Inflation was once a problem in Australia. Through the 1970s and 1980s, consumer inflation regularly exceeded 5%, even though real GDP growth rates were on the low side and were far from buoyant levels. This combination of high inflation rates and low economic growth rates was termed “stagflation” and it existed in most advanced economies at the time.
In 1990/1991, inflation in Australia was broken by a deep recession which would become known as the “recession we had to have”, in reference to the then-Treasurer Paul Keating’s description of it. Since June 1991, inflation rates as measured by changes in the consumer price index have averaged around 2.4%.

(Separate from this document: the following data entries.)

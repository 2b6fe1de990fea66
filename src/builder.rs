use std::path::PathBuf;
use std::time::Duration;

use crate::config::NutritionConfig;
use crate::error::NutritionError;
use crate::nutrition::category::CategoryRules;
use crate::nutrition::mapping::MappingTable;
use crate::nutrition::resolver::NutritionResolver;
use crate::nutrition::source::{NutritionSource, OfflineSource};
use crate::nutrition::units::UnitConverter;
use crate::nutrition::usda::{UsdaClient, DEFAULT_USDA_BASE_URL};
use crate::RecipeNutritionCalculator;

const DEFAULT_USDA_TIMEOUT: Duration = Duration::from_secs(10);

/// Builder for configuring a [`RecipeNutritionCalculator`]
///
/// Without further settings the calculator uses the built-in tables and
/// queries FoodData Central with the key from `USDA_API_KEY`, if any.
#[derive(Default)]
pub struct NutritionCalculatorBuilder {
    usda_api_key: Option<String>,
    usda_base_url: Option<String>,
    timeout: Option<Duration>,
    mapping: Option<MappingTable>,
    mapping_file: Option<PathBuf>,
    categories: Option<CategoryRules>,
    converter: Option<UnitConverter>,
    source: Option<Box<dyn NutritionSource>>,
    offline: bool,
}

impl NutritionCalculatorBuilder {
    /// Seed a builder from loaded configuration
    pub fn from_config(config: &NutritionConfig) -> Self {
        let mut builder = Self::default().timeout(Duration::from_secs(config.usda.timeout));
        builder.usda_base_url = Some(config.usda.base_url.clone());
        builder.usda_api_key = config.usda.api_key.clone();
        builder.mapping_file = config.mapping_file.as_ref().map(PathBuf::from);
        builder.offline = !config.usda.enabled;
        builder
    }

    /// Set the FoodData Central API key
    ///
    /// # Example
    /// ```
    /// use recipe_nutrition::RecipeNutritionCalculator;
    ///
    /// let builder = RecipeNutritionCalculator::builder()
    ///     .usda_api_key("your-api-key");
    /// ```
    pub fn usda_api_key(mut self, key: impl Into<String>) -> Self {
        self.usda_api_key = Some(key.into());
        self
    }

    /// Point the USDA client at another host (a proxy or a test server)
    pub fn usda_base_url(mut self, url: impl Into<String>) -> Self {
        self.usda_base_url = Some(url.into());
        self
    }

    /// Set the timeout for each remote nutrition lookup
    ///
    /// # Example
    /// ```
    /// use recipe_nutrition::RecipeNutritionCalculator;
    /// use std::time::Duration;
    ///
    /// let builder = RecipeNutritionCalculator::builder()
    ///     .timeout(Duration::from_secs(5));
    /// ```
    pub fn timeout(mut self, duration: Duration) -> Self {
        self.timeout = Some(duration);
        self
    }

    /// Replace the built-in ingredient mapping
    pub fn mapping(mut self, mapping: MappingTable) -> Self {
        self.mapping = Some(mapping);
        self
    }

    /// Load the ingredient mapping from a JSON file when building
    pub fn mapping_file(mut self, path: impl Into<PathBuf>) -> Self {
        self.mapping_file = Some(path.into());
        self
    }

    /// Replace the category keyword rules used for default nutrition
    pub fn categories(mut self, categories: CategoryRules) -> Self {
        self.categories = Some(categories);
        self
    }

    /// Replace the unit conversion tables
    pub fn converter(mut self, converter: UnitConverter) -> Self {
        self.converter = Some(converter);
        self
    }

    /// Use a custom remote nutrition source instead of FoodData Central
    pub fn source(mut self, source: impl NutritionSource + 'static) -> Self {
        self.source = Some(Box::new(source));
        self
    }

    /// Skip remote lookups entirely
    pub fn offline(mut self) -> Self {
        self.offline = true;
        self
    }

    /// Build the calculator
    ///
    /// # Errors
    /// Returns `NutritionError` if:
    /// - the timeout is zero
    /// - both a mapping and a mapping file were given
    /// - the mapping file cannot be read or parsed
    /// - the HTTP client cannot be created
    pub fn build(self) -> Result<RecipeNutritionCalculator, NutritionError> {
        let timeout = self.timeout.unwrap_or(DEFAULT_USDA_TIMEOUT);
        if timeout.is_zero() {
            return Err(NutritionError::BuilderError(
                "Timeout must be greater than zero".to_string(),
            ));
        }

        let mapping = match (self.mapping, self.mapping_file) {
            (Some(_), Some(_)) => {
                return Err(NutritionError::BuilderError(
                    "Use either .mapping() or .mapping_file(), not both".to_string(),
                ))
            }
            (Some(mapping), None) => mapping,
            (None, Some(path)) => MappingTable::from_file(path)?,
            (None, None) => MappingTable::builtin(),
        };

        let source: Box<dyn NutritionSource> = match self.source {
            Some(source) => source,
            None if self.offline => Box::new(OfflineSource),
            None => {
                let api_key = self
                    .usda_api_key
                    .or_else(|| std::env::var("USDA_API_KEY").ok());
                let base_url = self
                    .usda_base_url
                    .unwrap_or_else(|| DEFAULT_USDA_BASE_URL.to_string());
                Box::new(UsdaClient::new(api_key, base_url, timeout)?)
            }
        };

        Ok(RecipeNutritionCalculator::new(
            self.converter.unwrap_or_default(),
            NutritionResolver::new(mapping, self.categories.unwrap_or_default()),
            source,
        ))
    }
}

#[cfg(test)]
mod tests {
    use super::*;
    use crate::model::RecipeIngredientInput;

    #[test]
    fn test_builder_defaults_to_usda() {
        let calculator = RecipeNutritionCalculator::builder()
            .usda_api_key("test-key")
            .build()
            .unwrap();
        assert_eq!(calculator.source_name(), "usda");
    }

    #[test]
    fn test_builder_offline() {
        let calculator = RecipeNutritionCalculator::builder().offline().build().unwrap();
        assert_eq!(calculator.source_name(), "offline");
    }

    #[test]
    fn test_builder_zero_timeout() {
        let result = RecipeNutritionCalculator::builder()
            .timeout(Duration::ZERO)
            .build();
        assert!(matches!(result, Err(NutritionError::BuilderError(_))));
    }

    #[test]
    fn test_builder_conflicting_mappings() {
        let result = RecipeNutritionCalculator::builder()
            .mapping(MappingTable::builtin())
            .mapping_file("mapping.json")
            .build();
        assert!(matches!(result, Err(NutritionError::BuilderError(_))));
    }

    #[test]
    fn test_builder_missing_mapping_file() {
        let result = RecipeNutritionCalculator::builder()
            .mapping_file("/nonexistent/mapping.json")
            .build();
        assert!(matches!(result, Err(NutritionError::IoError(_))));
    }

    #[test]
    fn test_from_config_respects_disabled_usda() {
        let mut config = NutritionConfig::default();
        config.usda.enabled = false;
        let calculator = RecipeNutritionCalculator::from_config(&config).unwrap();
        assert_eq!(calculator.source_name(), "offline");
    }

    #[tokio::test]
    async fn test_custom_mapping_is_used() {
        let mapping = MappingTable::from_json(
            r#"[{"name": "jackfruit", "per100g": {"calories": 95, "protein": 1.7, "carbs": 23, "fat": 0.6}}]"#,
        )
        .unwrap();
        let calculator = RecipeNutritionCalculator::builder()
            .offline()
            .mapping(mapping)
            .build()
            .unwrap();

        let result = calculator
            .calculate(&[RecipeIngredientInput::new("young jackfruit", "200 g")], 1)
            .await
            .unwrap();
        assert_eq!(result.nutrition_total.calories, 190);
        assert!(result.warnings.is_empty());
    }
}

Figures for the June quarter have now been released by the ABS and the headline number was weaker than the expected 0.5% while seasonally-adjusted and core inflation figures were in line. Headline inflation was 0.4% for the quarter while seasonally-adjusted inflation produced a 0.5% reading. On a 12-month basis, headline inflation recorded 2.1%, up from 1.9% in the March quarter, while the seasonally-adjusted rate increased from a revised 2.0% to 2.2%.Financial markets reacted by sending yields, the Aussie dollar and the chances of an official rate rise lower. 3 year and 10 year bond yields each fell a couple of basis points immediately after the report was released. They then drifted a little lower over the rest of the day to finish 3bps lower at 2.14% and 2.69% respectively. The local currency had been rising in the lead up to the release of the figures but as soon as the numbers appeared the Aussie fell and settled at a bit over 74 US cents. Changes to cash futures prices implied a reduced likelihood of an RBA rate rise in any given month through 2018 and 2019, with August 2019 now viewed as a 52% probability.